Poor absorption of magnesium

Poor absorption of magnesium

Certain diseases and types of medication can affect magnesium absorption.

Magnesium deficiency can be caused by the poor absorption of the mineral in the intestine, possibly associated with various illnesses or the use of certain medication.

Poor absorption of magnesium as a result of illness/medication

Illnesses:

  • Irritable bowel syndrome
  • Diarrhoea
  • Chronic inflammatory bowel disease

Medication:

  • Acid blockers (e.g. omeprazole, pantoprazole)
  • ACE inhibitors (taken for e.g. high blood pressure)
  • Diuretics
  • Cardiac glycosides (taken for e.g. cardiac arrhythmia)
  • Laxatives (taken for e.g. constipation)
  • Simultaneous intake of calcium

The long-term treatment of acid reflux and heartburn with acid blockers (also known as proton pump inhibitors or PPIs), e.g. omeprazole or pantoprazole, may affect the absorption of magnesium and can lead to severe magnesium deficiency.

Good to know: PPIs inhibit the production of gastric acid. These acid blockers inhibit the proton pumps in the cells of the stomach lining, reducing the amount of gastric acid produced. The package information leaflets that come with the respective medication contain warnings about a potential magnesium deficiency.

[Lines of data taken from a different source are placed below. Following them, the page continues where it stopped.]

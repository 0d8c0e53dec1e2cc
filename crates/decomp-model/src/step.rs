//! Workflow steps and their operational layers

use serde::{Deserialize, Serialize};
use std::fmt::{self, Display, Formatter};
use std::str::FromStr;

/// Bucket name used for steps that carry no owner
pub const UNASSIGNED_OWNER: &str = "Unassigned";

/// Operational tier a step runs in
#[derive(Debug, Clone, Copy, PartialEq, Eq, PartialOrd, Ord, Hash, Default, Serialize, Deserialize)]
#[serde(rename_all = "lowercase")]
pub enum Layer {
    /// Performed by a person
    #[default]
    Human,
    /// Self-contained automated unit
    Cell,
    /// Coordinates other steps
    Orchestration,
    /// Stores or recalls context
    Memory,
    /// Talks to an external system
    Integration,
}

impl Layer {
    /// All layers in declaration order
    pub const ALL: [Layer; 5] = [
        Layer::Human,
        Layer::Cell,
        Layer::Orchestration,
        Layer::Memory,
        Layer::Integration,
    ];

    /// Wire name
    #[inline]
    #[must_use]
    pub const fn as_str(&self) -> &'static str {
        match self {
            Self::Human => "human",
            Self::Cell => "cell",
            Self::Orchestration => "orchestration",
            Self::Memory => "memory",
            Self::Integration => "integration",
        }
    }
}

impl Display for Layer {
    fn fmt(&self, f: &mut Formatter<'_>) -> fmt::Result {
        f.write_str(self.as_str())
    }
}

impl FromStr for Layer {
    type Err = UnknownLayer;

    fn from_str(s: &str) -> Result<Self, Self::Err> {
        let needle = s.trim();
        Self::ALL
            .into_iter()
            .find(|layer| layer.as_str().eq_ignore_ascii_case(needle))
            .ok_or_else(|| UnknownLayer(s.to_string()))
    }
}

/// Layer name that matched no known layer
#[derive(Debug, Clone, PartialEq, Eq, thiserror::Error)]
#[error("unknown layer: '{0}'")]
pub struct UnknownLayer(pub String);

/// A unit of work inside a decomposition
#[derive(Debug, Clone, PartialEq, Eq, Serialize, Deserialize)]
#[serde(rename_all = "camelCase")]
pub struct Step {
    /// Identifier, unique within a decomposition
    pub id: String,
    /// Display name
    pub name: String,
    /// Free-text description
    #[serde(default)]
    pub description: String,
    /// Responsible person or role
    #[serde(default, skip_serializing_if = "Option::is_none")]
    pub owner: Option<String>,
    /// Operational layer
    pub layer: Layer,
    /// Consumed artifacts
    #[serde(default)]
    pub inputs: Vec<String>,
    /// Produced artifacts
    #[serde(default)]
    pub outputs: Vec<String>,
    /// Tools used
    #[serde(default)]
    pub tools: Vec<String>,
    /// How automatable the step is, 0–100
    pub automation_score: u8,
    /// Ids of steps this step depends on
    #[serde(default)]
    pub dependencies: Vec<String>,
}

impl Step {
    /// Create a human-layer step with no owner and a zero automation score
    #[must_use]
    pub fn new(id: impl Into<String>, name: impl Into<String>) -> Self {
        Self {
            id: id.into(),
            name: name.into(),
            description: String::new(),
            owner: None,
            layer: Layer::Human,
            inputs: Vec::new(),
            outputs: Vec::new(),
            tools: Vec::new(),
            automation_score: 0,
            dependencies: Vec::new(),
        }
    }

    /// With layer
    #[inline]
    #[must_use]
    pub fn with_layer(mut self, layer: Layer) -> Self {
        self.layer = layer;
        self
    }

    /// With owner
    #[inline]
    #[must_use]
    pub fn with_owner(mut self, owner: impl Into<String>) -> Self {
        self.owner = Some(owner.into());
        self
    }

    /// With description
    #[inline]
    #[must_use]
    pub fn with_description(mut self, description: impl Into<String>) -> Self {
        self.description = description.into();
        self
    }

    /// With automation score, clamped to 100
    #[inline]
    #[must_use]
    pub fn with_automation_score(mut self, score: u8) -> Self {
        self.automation_score = score.min(100);
        self
    }

    /// With tools
    #[must_use]
    pub fn with_tools<I, S>(mut self, tools: I) -> Self
    where
        I: IntoIterator<Item = S>,
        S: Into<String>,
    {
        self.tools = tools.into_iter().map(Into::into).collect();
        self
    }

    /// Add a dependency on another step
    #[inline]
    #[must_use]
    pub fn depends_on(mut self, id: impl Into<String>) -> Self {
        self.dependencies.push(id.into());
        self
    }

    /// Owner bucket used for load balancing
    ///
    /// Blank owners and the literal "Unassigned" share one bucket.
    #[must_use]
    pub fn owner_bucket(&self) -> &str {
        match self.owner.as_deref().map(str::trim) {
            Some(owner) if !owner.is_empty() => owner,
            _ => UNASSIGNED_OWNER,
        }
    }

    /// Whether the step names a real owner
    #[must_use]
    pub fn has_owner(&self) -> bool {
        self.owner_bucket() != UNASSIGNED_OWNER
    }
}

#[cfg(test)]
mod tests {
    use super::*;

    #[test]
    fn layer_parse_is_case_insensitive() {
        assert_eq!("Orchestration".parse::<Layer>().unwrap(), Layer::Orchestration);
        assert_eq!(" memory ".parse::<Layer>().unwrap(), Layer::Memory);
        assert!("robot".parse::<Layer>().is_err());
    }

    #[test]
    fn layer_default_is_human() {
        assert_eq!(Layer::default(), Layer::Human);
    }

    #[test]
    fn step_builder() {
        let step = Step::new("b", "Review")
            .with_layer(Layer::Cell)
            .with_owner("Bob")
            .with_automation_score(250)
            .depends_on("a");

        assert_eq!(step.automation_score, 100);
        assert_eq!(step.dependencies, vec!["a".to_string()]);
        assert_eq!(step.owner_bucket(), "Bob");
    }

    #[test]
    fn owner_bucket_collapses_blank_owners() {
        assert_eq!(Step::new("a", "x").owner_bucket(), UNASSIGNED_OWNER);
        assert_eq!(Step::new("a", "x").with_owner("  ").owner_bucket(), UNASSIGNED_OWNER);
        assert!(!Step::new("a", "x").with_owner("Unassigned").has_owner());
        assert!(Step::new("a", "x").with_owner("Ops").has_owner());
    }

    #[test]
    fn step_deserialize_defaults() {
        let step: Step = serde_json::from_str(
            r#"{"id":"s1","name":"Do it","layer":"cell","automationScore":55}"#,
        )
        .unwrap();

        assert!(step.inputs.is_empty());
        assert!(step.dependencies.is_empty());
        assert_eq!(step.owner, None);
        assert_eq!(step.automation_score, 55);
    }
}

So if you take acid blockers on a regular basis, be alert to the symptoms of magnesium deficiency (e.g. calf cramps, tensions) and supplement a high-quality magnesium. Products containing organic magnesium citrate have proved their worth in such cases. Magnesium citrate does not require any gastric acid in order to be absorbed by the body. In this way, you can prevent acid blockers taken for heartburn from causing magnesium deficiency. 

Good to know

Since magnesium naturally occurs in the human body in the form of magnesium citrate, it is absorbed easily.

Take magnesium and calcium separately

If high-dose magnesium and high-dose calcium are taken simultaneously (e.g. 300 mg magnesium and 1000 mg calcium), each mineral may interfere with the other’s absorption in the intestine. We thus recommend that high-dose magnesium and high-dose calcium supplements are taken two to three hours apart.

Our advice: take calcium in the morning, magnesium in the evening.